Directions ::
For each line of the data below that contains "optional", return that line.

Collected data
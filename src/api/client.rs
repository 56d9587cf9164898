//! HTTP client for campaigns API requests.
//!
//! This module provides a low-level HTTP client wrapper for making JSON
//! requests to the campaigns API, handling authentication, error bodies and
//! response parsing.

use super::error::ApiError;
use super::resource::ErrorBody;
use log::*;
use reqwest::{Method, Response, Url};
use serde::{de::DeserializeOwned, Serialize};

/// Makes requests to the campaigns API and tries to conform response data to
/// the requested type.
///
pub struct Client {
    pub(crate) access_token: Option<String>,
    pub(crate) base_url: String,
    pub(crate) http_client: reqwest::Client,
}

impl Client {
    /// Returns a new instance for the given base URL and optional access
    /// token.
    ///
    pub fn new(access_token: Option<&str>, base_url: &str) -> Result<Self, ApiError> {
        Ok(Client {
            access_token: access_token.map(str::to_owned),
            base_url: base_url.trim_end_matches('/').to_owned(),
            http_client: reqwest::Client::builder().build()?,
        })
    }

    /// GET the path and parse the JSON response.
    ///
    pub async fn get_json<T: DeserializeOwned>(&self, path: &str) -> Result<T, ApiError> {
        let response = self
            .call_with_body::<serde_json::Value>(Method::GET, path, None)
            .await?;
        Client::parse(response).await
    }

    /// Send a JSON body with the given method and parse the JSON response.
    ///
    pub async fn send_json<B: Serialize, T: DeserializeOwned>(
        &self,
        method: Method,
        path: &str,
        body: &B,
    ) -> Result<T, ApiError> {
        let response = self.call_with_body(method, path, Some(body)).await?;
        Client::parse(response).await
    }

    /// Resolve a path against the base URL.
    ///
    fn endpoint(&self, path: &str) -> Result<Url, ApiError> {
        if !path.starts_with('/') {
            return Err(ApiError::InvalidEndpoint(path.to_string()));
        }
        Url::parse(&format!("{}{}", self.base_url, path))
            .map_err(|e| ApiError::InvalidEndpoint(format!("{}{}: {}", self.base_url, path, e)))
    }

    /// Make request with optional body and return the raw response.
    ///
    pub(crate) async fn call_with_body<B: Serialize>(
        &self,
        method: Method,
        path: &str,
        body: Option<&B>,
    ) -> Result<Response, ApiError> {
        let url = self.endpoint(path)?;
        debug!("{} {}", method, url);

        let mut request = self.http_client.request(method, url);
        if let Some(token) = &self.access_token {
            request = request.header("Authorization", format!("Bearer {}", token));
        }
        if let Some(body) = body {
            request = request.json(body);
        }

        Ok(request.send().await?)
    }

    /// Turn a response into the requested type, or into a status error that
    /// carries the server's `message` when one was returned.
    ///
    async fn parse<T: DeserializeOwned>(response: Response) -> Result<T, ApiError> {
        let status = response.status();
        let bytes = response.bytes().await?;

        if !status.is_success() {
            let message = serde_json::from_slice::<ErrorBody>(&bytes)
                .ok()
                .and_then(|body| body.message)
                .unwrap_or_default();
            error!(
                "API request failed with status {}: {}",
                status,
                String::from_utf8_lossy(&bytes)
            );
            return Err(ApiError::Status {
                status: status.as_u16(),
                message,
            });
        }

        serde_json::from_slice::<T>(&bytes).map_err(|e| {
            error!(
                "Failed to deserialize API response: {}. Response body: {}",
                e,
                String::from_utf8_lossy(&bytes)
            );
            ApiError::from(e)
        })
    }
}
/// Merge a remote campaign record into the local draft, returning the new
/// draft. Payment details, the current step and local-only selections are
/// always kept from `draft`.
///
pub fn merge_remote(draft: &CampaignDraft, remote: RemoteCampaign, mode: MergeMode) -> CampaignDraft {
    let mut next = draft.clone();
    let remote_has_options = remote.options.as_ref().map_or(false, |o| !o.is_empty());

    next.id = remote.id.or_else(|| draft.id.clone());
    next.status = match (remote.status, mode) {
        (Some(status), MergeMode::Replace) => status,
        (Some(status), MergeMode::Preserve) => draft.status.advance_to(status),
        (None, _) => draft.status,
    };

    let local = &draft.deal_details;
    let (price, original_price) = if remote_has_options && mode == MergeMode::Replace {
        (None, None)
    } else {
        (
            pick(remote.price, local.price, mode),
            pick(remote.original_price, local.original_price, mode),
        )
    };
    if mode == MergeMode::Replace {
        next.selected_category = remote.category.clone().filter(|c| !c.is_empty());
    }
    next.deal_details = DealDetails {
        title: pick_text(remote.title, &local.title, mode),
        subtitle: pick_text(remote.subtitle, &local.subtitle, mode),
        category: pick_text(remote.category, &local.category, mode),
        is_virtual: pick(remote.is_virtual, local.is_virtual, mode),
        price,
        original_price,
        is_giftable: pick(remote.is_giftable, local.is_giftable, mode),
    };

    let merchant = &draft.merchant_info;
    next.merchant_info = MerchantInfo {
        name: pick_text(remote.merchant_name, &merchant.name, mode),
        email: pick_text(remote.merchant_email, &merchant.email, mode),
        phone: pick_text(remote.merchant_phone, &merchant.phone, mode),
        business_website: match (remote.business_website.filter(|w| !w.is_empty()), mode) {
            (Some(website), _) => vec![website],
            (None, MergeMode::Replace) => vec![String::new()],
            (None, MergeMode::Preserve) => merchant.business_website.clone(),
        },
        instagram_url: pick_text(remote.instagram_url, &merchant.instagram_url, mode),
        facebook_url: pick_text(remote.facebook_url, &merchant.facebook_url, mode),
        ..merchant.clone()
    };

    let remote_locations = remote
        .voucher_instructions
        .as_ref()
        .and_then(|patch| patch.business_locations.clone());
    if let Some(patch) = remote.voucher_instructions {
        next.voucher_instructions = patch.merged(&draft.voucher_instructions);
    }
    if mode == MergeMode::Replace {
        next.voucher_instructions.business_locations = remote_locations
            .unwrap_or_default()
            .into_iter()
            .map(|mut location| {
                if location.geo.is_none() {
                    debug!("Location '{}' loaded without coordinates", location.address);
                    location.geo = Some(GeoPoint::placeholder());
                }
                location
            })
            .collect();
    }
    if let Some(patch) = remote.fine_print {
        next.fine_print = patch.merged(&draft.fine_print);
    }
    if let Some(patch) = remote.group_buy {
        next.group_buy = patch.merged(&draft.group_buy);
    }
    if let Some(patch) = remote.promotion {
        next.promotion = patch.merged(&draft.promotion);
    }
    next.seo = match (remote.seo, mode) {
        (Some(patch), MergeMode::Replace) => patch.merged(&Seo::default()),
        (Some(patch), MergeMode::Preserve) => patch.merged(&draft.seo),
        (None, MergeMode::Replace) => Seo::default(),
        (None, MergeMode::Preserve) => draft.seo.clone(),
    };

    next.options = pick(remote.options, draft.options.clone(), mode);
    if let Some(media) = remote.media {
        next.media = with_client_ids(media);
    }
    if let Some(services) = remote.services {
        next.selected_services = services
            .into_iter()
            .map(|name| Service {
                id: name.clone(),
                name,
            })
            .collect();
    } else if mode == MergeMode::Replace {
        next.selected_services = vec![];
    }
    next.highlights = pick(remote.highlights, draft.highlights.clone(), mode);
    next.descriptions = pick_text(remote.description, &draft.descriptions, mode);
    next.targeting_options = remote
        .targeting_options
        .or_else(|| draft.targeting_options.clone());
    next.publish_at = pick(remote.publish_at.map(Some), draft.publish_at, mode);
    next.expires_at = pick(remote.expires_at.map(Some), draft.expires_at, mode);
    next.created_at = remote.created_at.or(draft.created_at);
    next.updated_at = remote.updated_at.or(draft.updated_at);
    next
}
//! Campaigns API error types.

/// Errors that can occur while talking to the campaigns API.
#[derive(Debug, thiserror::Error)]
pub enum ApiError {
    /// HTTP request failed
    #[error("HTTP request failed: {0}")]
    HttpRequest(#[from] reqwest::Error),

    /// API returned a non-success response
    #[error("API error (status {status}): {message}")]
    Status { status: u16, message: String },

    /// Failed to deserialize API response
    #[error("Failed to deserialize API response: {0}")]
    Deserialization(#[from] serde_json::Error),

    /// Base URL and path do not form a valid endpoint
    #[error("Invalid endpoint: {0}")]
    InvalidEndpoint(String),
}

impl ApiError {
    /// Message reported by the server, if the failure carried one.
    ///
    pub fn server_message(&self) -> Option<&str> {
        match self {
            ApiError::Status { message, .. } if !message.is_empty() => Some(message),
            _ => None,
        }
    }

    /// Short reason for the failure: the HTTP reason phrase for status
    /// errors, the full description otherwise.
    ///
    pub fn reason(&self) -> String {
        match self {
            ApiError::Status { status, .. } => reqwest::StatusCode::from_u16(*status)
                .ok()
                .and_then(|code| code.canonical_reason())
                .map(str::to_string)
                .unwrap_or_else(|| status.to_string()),
            other => other.to_string(),
        }
    }
}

Final answer ::
    /// Returns a new instance for the given base URL and optional access
    /// Make request with optional body and return the raw response.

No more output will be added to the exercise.